::: RECORDS SUPPLIED

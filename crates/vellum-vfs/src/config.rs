//! Configuration for the file system and the `vellum` binary.
//!
//! Read from `~/.config/vellum/config.toml` by default. Every field is
//! optional; missing fields fall back to [`VfsConfig::default`].

use serde::{Deserialize, Serialize};
use std::path::{Path, PathBuf};
use tracing::info;

use crate::error::{VfsError, VfsResult};

/// Environment variable that overrides the store location.
pub const STORE_ENV: &str = "VELLUM_DB";

#[derive(Debug, Clone, PartialEq, Eq, Serialize, Deserialize)]
#[serde(default)]
pub struct VfsConfig {
    /// SQLite database holding memory-only files.
    pub store_path: Option<PathBuf>,
    /// Directory to bind on startup (disk-backed mode).
    pub root: Option<PathBuf>,
    /// Default log filter when `RUST_LOG` is unset.
    pub log_level: String,
}

impl Default for VfsConfig {
    fn default() -> Self {
        Self {
            store_path: None,
            root: None,
            log_level: "info".to_string(),
        }
    }
}

/// Get the config file path (~/.config/vellum/config.toml).
pub fn config_file_path() -> Option<PathBuf> {
    dirs::config_dir().map(|p| p.join("vellum").join("config.toml"))
}

/// Get the default store path (~/.local/share/vellum/files.db).
pub fn default_store_path() -> Option<PathBuf> {
    dirs::data_local_dir().map(|p| p.join("vellum").join("files.db"))
}

impl VfsConfig {
    pub fn from_toml_str(s: &str) -> VfsResult<Self> {
        toml::from_str(s).map_err(|e| VfsError::Config(e.to_string()))
    }

    /// Load a config file. A missing file is an error.
    pub fn load(path: impl AsRef<Path>) -> VfsResult<Self> {
        let path = path.as_ref();
        let text = std::fs::read_to_string(path)
            .map_err(|e| VfsError::Config(format!("{}: {e}", path.display())))?;
        let config = Self::from_toml_str(&text)?;
        info!(path = %path.display(), "loaded config");
        Ok(config)
    }

    /// Load the config file at the default location, or defaults if absent.
    pub fn load_default() -> VfsResult<Self> {
        match config_file_path() {
            Some(path) if path.exists() => Self::load(path),
            _ => Ok(Self::default()),
        }
    }

    /// Resolve the store location: `VELLUM_DB`, then the config, then the
    /// platform data directory.
    pub fn store_path(&self) -> VfsResult<PathBuf> {
        self.resolve_store_path(std::env::var_os(STORE_ENV).map(PathBuf::from))
    }

    fn resolve_store_path(&self, from_env: Option<PathBuf>) -> VfsResult<PathBuf> {
        from_env
            .filter(|p| !p.as_os_str().is_empty())
            .or_else(|| self.store_path.clone())
            .or_else(default_store_path)
            .ok_or_else(|| VfsError::Config("no data directory available for the store".into()))
    }
}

::::::

*WHAT IS BEING ASKED*. Restate all entries above verbatim.

*ANSWER BELOW*.
filename crates/vellum-vfs/src/config.rs
//! Configuration for the file system and the `vellum` binary.
//!
//! Read from `~/.config/vellum/config.toml` by default. Every field is
//! optional; missing fields fall back to [`VfsConfig::default`].

use serde::{Deserialize, Serialize};
use std::path::{Path, PathBuf};
use tracing::info;

use crate::error::{VfsError, VfsResult};

/// Environment variable that overrides the store location.
pub const STORE_ENV: &str = "VELLUM_DB";

#[derive(Debug, Clone, PartialEq, Eq, Serialize, Deserialize)]
#[serde(default)]
pub struct VfsConfig {
    /// SQLite database holding memory-only files.
    pub store_path: Option<PathBuf>,
    /// Directory to bind on startup (disk-backed mode).
    pub root: Option<PathBuf>,
    /// Default log filter when `RUST_LOG` is unset.
    pub log_level: String,
}

impl Default for VfsConfig {
    fn default() -> Self {
        Self {
            store_path: None,
            root: None,
            log_level: "info".to_string(),
        }
    }
}

/// Get the config file path (~/.config/vellum/config.toml).
pub fn config_file_path() -> Option<PathBuf> {
    dirs::config_dir().map(|p| p.join("vellum").join("config.toml"))
}

/// Get the default store path (~/.local/share/vellum/files.db).
pub fn default_store_path() -> Option<PathBuf> {
    dirs::data_local_dir().map(|p| p.join("vellum").join("files.db"))
}

impl VfsConfig {
    pub fn from_toml_str(s: &str) -> VfsResult<Self> {
        toml::from_str(s).map_err(|e| VfsError::Config(e.to_string()))
    }

    /// Load a config file. A missing file is an error.
    pub fn load(path: impl AsRef<Path>) -> VfsResult<Self> {
        let path = path.as_ref();
        let text = std::fs::read_to_string(path)
            .map_err(|e| VfsError::Config(format!("{}: {e}", path.display())))?;
        let config = Self::from_toml_str(&text)?;
        info!(path = %path.display(), "loaded config");
        Ok(config)
    }

    /// Load the config file at the default location, or defaults if absent.
    pub fn load_default() -> VfsResult<Self> {
        match config_file_path() {
            Some(path) if path.exists() => Self::load(path),
            _ => Ok(Self::default()),
        }
    }

    /// Resolve the store location: `VELLUM_DB`, then the config, then the
    /// platform data directory.
    pub fn store_path(&self) -> VfsResult<PathBuf> {
        self.resolve_store_path(std::env::var_os(STORE_ENV).map(PathBuf::from))
    }

    fn resolve_store_path(&self, from_env: Option<PathBuf>) -> VfsResult<PathBuf> {
        from_env
            .filter(|p| !p.as_os_str().is_empty())
            .or_else(|| self.store_path.clone())
            .or_else(default_store_path)
            .ok_or_else(|| VfsError::Config("no data directory available for the store".into()))
    }
}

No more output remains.